» Task instructions
Keep every line of the data below that has the string "match" and present those lines.

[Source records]
=== Section Start ===

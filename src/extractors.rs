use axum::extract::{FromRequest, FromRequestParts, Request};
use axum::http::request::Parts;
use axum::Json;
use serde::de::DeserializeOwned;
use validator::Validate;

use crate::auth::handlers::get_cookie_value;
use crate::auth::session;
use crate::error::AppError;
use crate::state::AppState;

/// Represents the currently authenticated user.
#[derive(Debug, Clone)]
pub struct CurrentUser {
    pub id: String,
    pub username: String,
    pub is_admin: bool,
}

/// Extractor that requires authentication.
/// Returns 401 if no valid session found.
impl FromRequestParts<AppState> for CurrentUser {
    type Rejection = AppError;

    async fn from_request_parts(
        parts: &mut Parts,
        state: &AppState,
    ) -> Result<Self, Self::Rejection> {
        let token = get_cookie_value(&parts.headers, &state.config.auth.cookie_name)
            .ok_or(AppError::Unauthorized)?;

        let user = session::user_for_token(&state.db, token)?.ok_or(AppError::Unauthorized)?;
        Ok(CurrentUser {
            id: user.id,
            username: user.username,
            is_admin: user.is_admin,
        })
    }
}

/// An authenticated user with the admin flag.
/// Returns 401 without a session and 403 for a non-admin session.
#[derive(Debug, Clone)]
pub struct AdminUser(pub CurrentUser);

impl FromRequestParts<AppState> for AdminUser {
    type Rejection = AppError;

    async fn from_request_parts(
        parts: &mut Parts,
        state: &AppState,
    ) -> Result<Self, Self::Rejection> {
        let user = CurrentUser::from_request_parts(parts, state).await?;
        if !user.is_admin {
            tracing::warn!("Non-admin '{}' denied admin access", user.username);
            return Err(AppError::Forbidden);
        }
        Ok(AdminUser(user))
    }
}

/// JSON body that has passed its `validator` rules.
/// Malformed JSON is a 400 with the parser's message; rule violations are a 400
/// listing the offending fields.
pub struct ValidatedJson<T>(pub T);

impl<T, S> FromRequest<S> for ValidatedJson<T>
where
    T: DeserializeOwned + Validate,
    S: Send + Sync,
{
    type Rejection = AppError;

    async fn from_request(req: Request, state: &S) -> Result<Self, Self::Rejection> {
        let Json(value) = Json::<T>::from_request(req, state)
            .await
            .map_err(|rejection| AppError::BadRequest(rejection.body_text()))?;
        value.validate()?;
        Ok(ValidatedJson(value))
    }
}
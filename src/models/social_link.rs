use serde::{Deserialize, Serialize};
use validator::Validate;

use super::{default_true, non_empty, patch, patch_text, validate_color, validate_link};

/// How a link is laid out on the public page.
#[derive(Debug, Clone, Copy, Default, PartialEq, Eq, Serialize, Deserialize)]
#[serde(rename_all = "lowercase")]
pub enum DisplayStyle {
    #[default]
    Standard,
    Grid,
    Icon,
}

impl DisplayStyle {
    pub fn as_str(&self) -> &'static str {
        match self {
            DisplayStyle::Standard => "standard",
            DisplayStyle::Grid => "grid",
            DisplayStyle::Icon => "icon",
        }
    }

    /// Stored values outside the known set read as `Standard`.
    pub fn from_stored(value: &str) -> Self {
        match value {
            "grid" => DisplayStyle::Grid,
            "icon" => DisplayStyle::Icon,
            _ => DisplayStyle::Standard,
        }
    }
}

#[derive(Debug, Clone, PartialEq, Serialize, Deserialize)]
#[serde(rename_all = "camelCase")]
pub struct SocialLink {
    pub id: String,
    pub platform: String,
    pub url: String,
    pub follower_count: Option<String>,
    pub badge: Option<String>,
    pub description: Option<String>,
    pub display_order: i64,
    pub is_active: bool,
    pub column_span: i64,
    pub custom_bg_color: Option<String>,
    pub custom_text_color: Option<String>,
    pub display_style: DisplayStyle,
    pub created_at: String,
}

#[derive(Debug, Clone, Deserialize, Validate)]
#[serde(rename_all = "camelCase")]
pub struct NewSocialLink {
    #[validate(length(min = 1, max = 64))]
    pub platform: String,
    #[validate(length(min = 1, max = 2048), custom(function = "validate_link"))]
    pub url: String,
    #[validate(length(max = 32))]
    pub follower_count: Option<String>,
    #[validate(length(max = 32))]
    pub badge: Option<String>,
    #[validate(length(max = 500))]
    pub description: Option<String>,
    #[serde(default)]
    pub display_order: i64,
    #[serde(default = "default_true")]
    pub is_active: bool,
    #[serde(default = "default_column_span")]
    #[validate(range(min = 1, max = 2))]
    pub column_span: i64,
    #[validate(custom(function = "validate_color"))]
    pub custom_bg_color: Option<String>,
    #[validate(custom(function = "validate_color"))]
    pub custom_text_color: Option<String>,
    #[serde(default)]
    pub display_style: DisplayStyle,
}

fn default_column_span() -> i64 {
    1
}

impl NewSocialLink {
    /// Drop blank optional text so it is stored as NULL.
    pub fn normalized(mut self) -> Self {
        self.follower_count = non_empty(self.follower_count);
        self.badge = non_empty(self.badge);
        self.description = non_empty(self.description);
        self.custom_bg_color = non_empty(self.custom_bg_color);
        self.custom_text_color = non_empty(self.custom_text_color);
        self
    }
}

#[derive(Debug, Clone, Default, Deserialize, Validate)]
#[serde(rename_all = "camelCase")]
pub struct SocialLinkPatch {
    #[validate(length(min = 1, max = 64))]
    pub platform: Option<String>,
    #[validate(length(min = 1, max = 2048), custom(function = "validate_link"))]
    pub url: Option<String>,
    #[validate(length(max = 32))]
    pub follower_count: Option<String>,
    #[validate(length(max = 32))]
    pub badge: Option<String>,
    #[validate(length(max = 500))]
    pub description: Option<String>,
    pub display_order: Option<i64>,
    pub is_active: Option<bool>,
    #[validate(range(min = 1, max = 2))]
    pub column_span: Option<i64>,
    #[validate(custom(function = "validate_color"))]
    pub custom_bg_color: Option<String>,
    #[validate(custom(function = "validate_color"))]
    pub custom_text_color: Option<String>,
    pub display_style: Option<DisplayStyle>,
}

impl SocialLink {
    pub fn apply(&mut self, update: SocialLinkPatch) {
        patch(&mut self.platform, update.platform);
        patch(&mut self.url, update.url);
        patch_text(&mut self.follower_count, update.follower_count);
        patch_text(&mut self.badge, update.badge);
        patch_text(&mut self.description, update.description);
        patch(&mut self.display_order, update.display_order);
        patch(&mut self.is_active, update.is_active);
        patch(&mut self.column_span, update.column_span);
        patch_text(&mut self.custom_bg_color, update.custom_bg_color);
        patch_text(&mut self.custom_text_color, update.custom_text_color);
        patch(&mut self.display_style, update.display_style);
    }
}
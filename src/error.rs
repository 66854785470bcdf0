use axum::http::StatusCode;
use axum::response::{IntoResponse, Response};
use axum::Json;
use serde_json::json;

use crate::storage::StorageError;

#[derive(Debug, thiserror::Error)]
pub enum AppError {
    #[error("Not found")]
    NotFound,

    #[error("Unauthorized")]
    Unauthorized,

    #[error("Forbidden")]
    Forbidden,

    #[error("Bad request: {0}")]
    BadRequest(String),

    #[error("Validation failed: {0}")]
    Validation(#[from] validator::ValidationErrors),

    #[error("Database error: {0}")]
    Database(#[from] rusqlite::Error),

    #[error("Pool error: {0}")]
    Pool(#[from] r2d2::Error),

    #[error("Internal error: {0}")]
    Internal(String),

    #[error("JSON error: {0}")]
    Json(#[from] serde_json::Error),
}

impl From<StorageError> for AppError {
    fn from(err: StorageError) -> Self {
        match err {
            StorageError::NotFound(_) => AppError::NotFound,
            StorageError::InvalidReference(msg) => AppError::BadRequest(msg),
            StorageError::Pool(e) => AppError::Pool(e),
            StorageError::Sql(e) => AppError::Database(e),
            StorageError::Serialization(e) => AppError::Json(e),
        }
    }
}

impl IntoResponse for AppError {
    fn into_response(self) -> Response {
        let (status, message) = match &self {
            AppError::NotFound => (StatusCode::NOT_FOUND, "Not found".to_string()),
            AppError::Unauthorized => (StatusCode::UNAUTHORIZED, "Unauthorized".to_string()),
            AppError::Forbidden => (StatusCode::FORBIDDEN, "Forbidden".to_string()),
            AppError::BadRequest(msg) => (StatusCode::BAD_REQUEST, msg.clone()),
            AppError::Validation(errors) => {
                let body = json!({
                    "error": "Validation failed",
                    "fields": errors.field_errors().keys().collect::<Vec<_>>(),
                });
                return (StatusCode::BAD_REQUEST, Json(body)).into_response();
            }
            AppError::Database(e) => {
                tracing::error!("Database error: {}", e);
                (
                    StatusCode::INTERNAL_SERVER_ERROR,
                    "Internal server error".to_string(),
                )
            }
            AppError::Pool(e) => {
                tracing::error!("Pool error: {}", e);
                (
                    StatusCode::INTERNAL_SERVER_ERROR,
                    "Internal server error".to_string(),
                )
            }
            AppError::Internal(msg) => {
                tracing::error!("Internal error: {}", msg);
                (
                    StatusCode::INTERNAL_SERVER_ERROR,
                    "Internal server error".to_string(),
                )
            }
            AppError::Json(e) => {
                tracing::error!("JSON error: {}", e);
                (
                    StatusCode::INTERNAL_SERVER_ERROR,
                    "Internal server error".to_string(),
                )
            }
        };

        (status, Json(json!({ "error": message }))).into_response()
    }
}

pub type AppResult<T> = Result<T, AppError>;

=== Section End ===

» Result of the task
        match self {
        match value {
        match err {
        let (status, message) = match &self {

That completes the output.